Bank Indonesia permudah penerbitan dan transaksi instrumen surat berharga komersial. Kelonggaran ini diharapkan akan mempermudah perusahaan mencari alternatif sumber pendanaan, selain melalui perbankan.
Oleh
Dimas Waraditya Nugraha
·2 menit baca
JAKARTA, KOMPAS — Bank Indonesia mempermudah penerbitan dan transaksi instrumen surat berharga komersial. Kelonggaran ini diharapkan akan mempermudah perusahaan untuk mencari alternatif sumber pendanaan, selain melalui perbankan.
Surat berharga komersial (SBK) ditargetkan akan mulai terbit tahun ini. Dalam mengelola SBK, Bank Indonesia (BI) bekerja sama dengan PT Kustodian Sentral Efek Indonesia (KSEI). Dimulainya kerja sama ditandai dengan penandatanganan perjanjian tata usaha di Jakarta, Jumat (17/5/2019).
SBK adalah sekuritas dalam pasar uang yang diterbitkan oleh badan usaha. Instrumen ini biasanya tidak digunakan sebagai investasi jangka panjang, tetapi hanya sebagai pembelian inventaris atau untuk pengelolaan modal kerja.
Deputi Gubernur BI Dody Budi Waluyo berharap SBK dapat berperan penting sebagai salah satu alternatif pendanaan jangka pendek bagi korporasi yang tidak termasuk perbankan. Sebagai instrumen investasi di pasar uang, SBK dinilai menarik bagi investor karena imbal hasil yang kompetitif.
”SBK menjadi solusi pembiayaan jangka pendek bagi investor dan pendanaan bagi penerbit. Imbal hasil yang didapat pun bisa lebih baik dari penempatan dana di perbankan,” kata Dody.
Melalui pelonggaran penerbitan SBK, BI berupaya untuk menyeimbangkan kembali sisi pemasok dengan pengguna dana. Dody mengatakan, keterbatasan likuiditas perbankan dalam memasok kredit kepada korporasi akan disiasati dengan mengalihkan pemenuhan kebutuhan dananya ke SBK.
Akselerasi penerbitan dan transaksi instrumen SBK ini, lanjut Dody, menjadi upaya BI dalam mendorong permintaan domestik. Penandatanganan antara BI dan KSEI sekaligus menjadi penanda infrastruktur pasar SBK telah lengkap dan siap melayani penerbitan dan transaksi.

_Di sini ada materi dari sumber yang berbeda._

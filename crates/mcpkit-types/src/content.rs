//! Content blocks returned by tool calls and carried in prompt messages.
//!
//! Blocks are passed through untouched: fields beyond the modelled ones land
//! in `extra`, and block types this crate does not know decode as
//! [`Content::Other`] with the original value.

use serde::{Deserialize, Serialize};
use serde_json::{Map, Value};

#[derive(Debug, Clone, PartialEq, Serialize, Deserialize)]
#[serde(tag = "type", rename_all = "snake_case")]
pub enum Content {
    Text {
        text: String,
        #[serde(flatten)]
        extra: Map<String, Value>,
    },
    Image {
        data: String,
        #[serde(rename = "mimeType")]
        mime_type: String,
        #[serde(flatten)]
        extra: Map<String, Value>,
    },
    Audio {
        data: String,
        #[serde(rename = "mimeType")]
        mime_type: String,
        #[serde(flatten)]
        extra: Map<String, Value>,
    },
    Resource {
        resource: Value,
        #[serde(flatten)]
        extra: Map<String, Value>,
    },
    /// Any block not matching a variant above, kept verbatim
    #[serde(untagged)]
    Other(Value),
}

impl Content {
    pub fn text(text: impl Into<String>) -> Self {
        Self::Text {
            text: text.into(),
            extra: Map::new(),
        }
    }

    pub fn as_text(&self) -> Option<&str> {
        match self {
            Self::Text { text, .. } => Some(text),
            _ => None,
        }
    }

    /// The block's `type` discriminator
    pub fn kind(&self) -> Option<&str> {
        match self {
            Self::Text { .. } => Some("text"),
            Self::Image { .. } => Some("image"),
            Self::Audio { .. } => Some("audio"),
            Self::Resource { .. } => Some("resource"),
            Self::Other(value) => value.get("type").and_then(Value::as_str),
        }
    }
}

#[cfg(test)]
mod tests {
    use super::*;
    use serde_json::json;

    #[test]
    fn decodes_image_block() {
        let content: Content = serde_json::from_value(json!({
            "type": "image",
            "data": "aGVsbG8=",
            "mimeType": "image/png"
        }))
        .unwrap();

        assert!(matches!(content, Content::Image { ref mime_type, .. } if mime_type == "image/png"));
        assert!(content.as_text().is_none());
        assert_eq!(content.kind(), Some("image"));
    }

    #[test]
    fn keeps_unmodelled_fields() {
        let wire = json!({"type": "text", "text": "hi", "annotations": {"priority": 1.0}});
        let content: Content = serde_json::from_value(wire.clone()).unwrap();

        assert_eq!(content.as_text(), Some("hi"));
        assert!(matches!(
            content,
            Content::Text { ref extra, .. } if extra["annotations"]["priority"] == 1.0
        ));
        assert_eq!(serde_json::to_value(&content).unwrap(), wire);
    }

    #[test]
    fn unknown_block_types_pass_through() {
        let wire = json!({
            "type": "resource_link",
            "uri": "file:///tmp/report.md",
            "name": "report"
        });
        let content: Content = serde_json::from_value(wire.clone()).unwrap();

        assert_eq!(content, Content::Other(wire.clone()));
        assert_eq!(content.kind(), Some("resource_link"));
        assert!(content.as_text().is_none());
        assert_eq!(serde_json::to_value(&content).unwrap(), wire);
    }

    #[test]
    fn text_constructor_serializes_without_extras() {
        assert_eq!(
            serde_json::to_value(Content::text("done")).unwrap(),
            json!({"type": "text", "text": "done"})
        );
    }
}
//! Prompt descriptors and prompt results

use serde::{Deserialize, Serialize};
use serde_json::{Map, Value};

use crate::Content;

/// A prompt as advertised by a target
#[derive(Debug, Clone, PartialEq, Serialize, Deserialize)]
pub struct Prompt {
    pub name: String,
    #[serde(default, skip_serializing_if = "Option::is_none")]
    pub description: Option<String>,
    #[serde(default, skip_serializing_if = "Vec::is_empty")]
    pub arguments: Vec<PromptArgument>,
    #[serde(flatten)]
    pub extra: Map<String, Value>,
}

impl Prompt {
    pub fn new(name: impl Into<String>) -> Self {
        Self {
            name: name.into(),
            description: None,
            arguments: Vec::new(),
            extra: Map::new(),
        }
    }

    pub fn with_description(mut self, description: impl Into<String>) -> Self {
        self.description = Some(description.into());
        self
    }

    pub fn with_argument(mut self, argument: PromptArgument) -> Self {
        self.arguments.push(argument);
        self
    }
}

/// A named argument a prompt accepts
#[derive(Debug, Clone, PartialEq, Eq, Serialize, Deserialize)]
pub struct PromptArgument {
    pub name: String,
    #[serde(default, skip_serializing_if = "Option::is_none")]
    pub description: Option<String>,
    #[serde(default, skip_serializing_if = "Option::is_none")]
    pub required: Option<bool>,
}

impl PromptArgument {
    pub fn required(name: impl Into<String>) -> Self {
        Self {
            name: name.into(),
            description: None,
            required: Some(true),
        }
    }
}

/// Role of a prompt message author
#[derive(Debug, Clone, Copy, PartialEq, Eq, Hash, Serialize, Deserialize)]
#[serde(rename_all = "lowercase")]
pub enum Role {
    User,
    Assistant,
}

/// A single message produced by a prompt
#[derive(Debug, Clone, PartialEq, Serialize, Deserialize)]
pub struct PromptMessage {
    pub role: Role,
    pub content: Content,
}

impl PromptMessage {
    pub fn user_text(text: impl Into<String>) -> Self {
        Self {
            role: Role::User,
            content: Content::text(text),
        }
    }
}

/// Result of rendering a prompt
#[derive(Debug, Clone, PartialEq, Serialize, Deserialize)]
pub struct PromptResult {
    #[serde(default, skip_serializing_if = "Option::is_none")]
    pub description: Option<String>,
    pub messages: Vec<PromptMessage>,
}
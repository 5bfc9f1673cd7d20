//! mcpkit - list and call tools and prompts on a configured target

use clap::Parser;
use colored::Colorize;
use mcpkit_cli::{run, telemetry_config, Cli};
use mcpkit_telemetry::init_subscriber;

#[tokio::main]
async fn main() {
    let cli = Cli::parse();

    if let Err(e) = run_cli(&cli).await {
        eprintln!("{}: {:#}", "Error".red().bold(), e);
        std::process::exit(1);
    }
}

async fn run_cli(cli: &Cli) -> anyhow::Result<()> {
    let config = mcpkit_config::load_config(cli.config.as_deref())?;
    init_subscriber(&telemetry_config(cli, &config))?;

    let output = run(&config, &cli.command).await?;

    if cli.json {
        println!("{}", output.to_json()?);
    } else {
        println!("{}", output.to_text());
    }

    Ok(())
}
use serde_json::{json, Value};
use std::collections::HashMap;
use std::process::Stdio;
use std::sync::atomic::{AtomicU64, Ordering};
use std::sync::Arc;
use std::time::Duration;
use thiserror::Error;
use tokio::io::{AsyncBufReadExt, AsyncReadExt, AsyncWriteExt, BufReader};
use tokio::process::{Child, ChildStderr, ChildStdin, ChildStdout, Command};
use tokio::sync::{oneshot, Mutex};

use super::framing::FrameDecoder;
use super::McpServerConfig;

const PROTOCOL_VERSION: &str = "2024-11-05";

type PendingResponse = oneshot::Sender<Result<Value, McpClientError>>;
type SharedPending = Arc<Mutex<Pending>>;

/// Requests awaiting a response. Once `closed` is set no new request is
/// accepted, so nothing can wait on a server whose stdout already ended.
#[derive(Default)]
struct Pending {
    waiting: HashMap<u64, PendingResponse>,
    closed: bool,
}

#[derive(Debug, Clone, Error)]
pub enum McpClientError {
    #[error("failed to spawn MCP server '{server}': {message}")]
    SpawnFailed { server: String, message: String },

    #[error("failed to serialize JSON-RPC message: {0}")]
    Serialization(String),

    #[error("failed to parse JSON-RPC message: {0}")]
    Parse(String),

    #[error("JSON-RPC timeout calling '{method}' on '{server}'")]
    Timeout { server: String, method: String },

    #[error("JSON-RPC transport closed for '{server}'")]
    TransportClosed { server: String },

    #[error("MCP protocol error ({code}): {message}")]
    ProtocolError { code: i64, message: String },

    #[error("invalid MCP response from '{server}': {message}")]
    InvalidResponse { server: String, message: String },
}

/// One running MCP server process. Requests may be issued concurrently;
/// responses are routed back by JSON-RPC id.
pub(crate) struct McpConnection {
    server_name: String,
    child: Child,
    stdin: Mutex<ChildStdin>,
    pending: SharedPending,
    next_id: AtomicU64,
}

impl McpConnection {
    pub(crate) async fn spawn(config: &McpServerConfig) -> Result<Self, McpClientError> {
        let mut command = Command::new(&config.command);
        command
            .args(&config.args)
            .envs(&config.env)
            .stdin(Stdio::piped())
            .stdout(Stdio::piped())
            .stderr(Stdio::piped())
            .kill_on_drop(true);

        if let Some(cwd) = &config.cwd {
            command.current_dir(cwd);
        }

        let spawn_failed = |message: String| McpClientError::SpawnFailed {
            server: config.name.clone(),
            message,
        };

        let mut child = command.spawn().map_err(|e| spawn_failed(e.to_string()))?;
        let stdin = child
            .stdin
            .take()
            .ok_or_else(|| spawn_failed("failed to capture stdin".to_string()))?;
        let stdout = child
            .stdout
            .take()
            .ok_or_else(|| spawn_failed("failed to capture stdout".to_string()))?;

        let pending: SharedPending = Arc::new(Mutex::new(Pending::default()));
        spawn_stdout_loop(config.name.clone(), stdout, pending.clone());
        if let Some(stderr) = child.stderr.take() {
            spawn_stderr_loop(config.name.clone(), stderr);
        }

        tracing::debug!(server = %config.name, command = %config.command, "spawned MCP server");

        Ok(Self {
            server_name: config.name.clone(),
            child,
            stdin: Mutex::new(stdin),
            pending,
            next_id: AtomicU64::new(1),
        })
    }

    pub(crate) async fn handshake(&self, timeout: Duration) -> Result<(), McpClientError> {
        let result = self
            .request(
                "initialize",
                json!({
                    "protocolVersion": PROTOCOL_VERSION,
                    "capabilities": {},
                    "clientInfo": {"name": "mcpkit", "version": env!("CARGO_PKG_VERSION")}
                }),
                timeout,
            )
            .await?;

        if result.get("protocolVersion").is_none() {
            return Err(self.invalid("initialize response missing protocolVersion"));
        }

        self.notify("notifications/initialized", json!({})).await
    }

    /// Collect every page of a `*/list` method
    pub(crate) async fn list_all(
        &self,
        method: &str,
        key: &str,
        timeout: Duration,
    ) -> Result<Vec<Value>, McpClientError> {
        let mut items = Vec::new();
        let mut cursor: Option<String> = None;

        loop {
            let params = match &cursor {
                Some(cursor) => json!({ "cursor": cursor }),
                None => json!({}),
            };

            let result = self.request(method, params, timeout).await?;
            let page = result
                .get(key)
                .and_then(Value::as_array)
                .ok_or_else(|| self.invalid(format!("{method} response missing {key}")))?;
            items.extend(page.iter().cloned());

            cursor = result
                .get("nextCursor")
                .and_then(Value::as_str)
                .map(str::to_string);
            if cursor.is_none() {
                return Ok(items);
            }
        }
    }

    pub(crate) async fn request(
        &self,
        method: &str,
        params: Value,
        timeout: Duration,
    ) -> Result<Value, McpClientError> {
        let id = self.next_id.fetch_add(1, Ordering::SeqCst);
        let message = json!({
            "jsonrpc": "2.0",
            "id": id,
            "method": method,
            "params": params
        });

        let (tx, rx) = oneshot::channel();
        {
            let mut pending = self.pending.lock().await;
            if pending.closed {
                return Err(self.closed());
            }
            pending.waiting.insert(id, tx);
        }

        if let Err(err) = self.write_message(&message).await {
            self.pending.lock().await.waiting.remove(&id);
            return Err(err);
        }

        match tokio::time::timeout(timeout, rx).await {
            Ok(Ok(result)) => result,
            Ok(Err(_)) => Err(self.closed()),
            Err(_) => {
                self.pending.lock().await.waiting.remove(&id);
                Err(McpClientError::Timeout {
                    server: self.server_name.clone(),
                    method: method.to_string(),
                })
            }
        }
    }

    async fn notify(&self, method: &str, params: Value) -> Result<(), McpClientError> {
        self.write_message(&json!({
            "jsonrpc": "2.0",
            "method": method,
            "params": params
        }))
        .await
    }

    async fn write_message(&self, message: &Value) -> Result<(), McpClientError> {
        let mut payload =
            serde_json::to_vec(message).map_err(|e| McpClientError::Serialization(e.to_string()))?;
        payload.push(b'\n');

        let mut stdin = self.stdin.lock().await;
        stdin.write_all(&payload).await.map_err(|_| self.closed())?;
        stdin.flush().await.map_err(|_| self.closed())
    }

    pub(crate) async fn shutdown(mut self) {
        let _ = self.stdin.get_mut().shutdown().await;
        let _ = self.child.kill().await;
        let _ = self.child.wait().await;
        fail_all_pending(&self.pending, &self.server_name).await;
        tracing::debug!(server = %self.server_name, "MCP server stopped");
    }

    pub(crate) fn invalid(&self, message: impl Into<String>) -> McpClientError {
        McpClientError::InvalidResponse {
            server: self.server_name.clone(),
            message: message.into(),
        }
    }

    fn closed(&self) -> McpClientError {
        McpClientError::TransportClosed {
            server: self.server_name.clone(),
        }
    }
}

fn spawn_stdout_loop(server_name: String, mut stdout: ChildStdout, pending: SharedPending) {
    tokio::spawn(async move {
        let mut decoder = FrameDecoder::default();
        let mut read_buf = [0u8; 8192];

        loop {
            let n = match stdout.read(&mut read_buf).await {
                Ok(0) | Err(_) => break,
                Ok(n) => n,
            };

            decoder.push(&read_buf[..n]);
            while let Some(frame) = decoder.next_frame() {
                match serde_json::from_slice::<Value>(&frame) {
                    Ok(message) => dispatch(&server_name, message, &pending).await,
                    Err(e) => {
                        tracing::warn!(server = %server_name, error = %e, "failed to parse MCP message")
                    }
                }
            }
        }

        fail_all_pending(&pending, &server_name).await;
    });
}

/// Route a response to the request waiting on its id; notifications and
/// server-initiated requests are ignored
async fn dispatch(server_name: &str, message: Value, pending: &SharedPending) {
    let Some(id) = message.get("id").and_then(Value::as_u64) else {
        return;
    };

    let outcome = if let Some(error) = message.get("error") {
        Err(McpClientError::ProtocolError {
            code: error.get("code").and_then(Value::as_i64).unwrap_or(-32000),
            message: error
                .get("message")
                .and_then(Value::as_str)
                .unwrap_or("unknown error")
                .to_string(),
        })
    } else if let Some(result) = message.get("result") {
        Ok(result.clone())
    } else {
        return;
    };

    match pending.lock().await.waiting.remove(&id) {
        Some(tx) => {
            let _ = tx.send(outcome);
        }
        None => tracing::debug!(server = %server_name, id, "response for unknown request id"),
    }
}

fn spawn_stderr_loop(server_name: String, stderr: ChildStderr) {
    tokio::spawn(async move {
        let mut lines = BufReader::new(stderr).lines();
        while let Ok(Some(line)) = lines.next_line().await {
            tracing::debug!(server = %server_name, "mcp stderr: {}", line);
        }
    });
}

async fn fail_all_pending(pending: &SharedPending, server_name: &str) {
    let drained = {
        let mut pending = pending.lock().await;
        pending.closed = true;
        std::mem::take(&mut pending.waiting)
    };
    for (_, tx) in drained {
        let _ = tx.send(Err(McpClientError::TransportClosed {
            server: server_name.to_string(),
        }));
    }
}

Penunjukan KSEI sebagai lembaga penyimpanan dan penyelesaian transaksi SBK diharapkan dapat meningkatkan tata kelola dalam penerbitan ataupun transaksi, khususnya terkait pencatatan, penatausahaan, dan penyelesaian transaksi SBK yang dilakukan secara scriptless (tanpa warkat).
Direktur Pengembangan Pasar Bank Indonesia Yoga Affandi menambahkan, perbaikan dari sisi tata kelola dan perlindungan investor dalam SBK ini diharapkan dapat membuat minat penerbit dan investor terhadap instrumen ini meningkat.
”Kita lakukan penandatanganan dengan KSEI tujuannya memberi kepercayaan kepada investor. Kredibilitas KSEI diharapkan bisa berdampak pada bertambahnya minat investor masuk pasar SBK,” kata Yoga.
Menurut Yoga, ada sekitar 90 perusahaan terbuka (emiten) blue chip yang berpotensi membutuhkan pendanaan jangka pendek. Potensi ini dinilainya cukup besar untuk penerbitan SBK ke depan.
”Ini menjadi prospek untuk SBK ke depannya. Nanti kita akan lihat dan sesuaikan dengan kebutuhan sesungguhnya dari pasar terhadap instrumen ini,” ujar Yoga.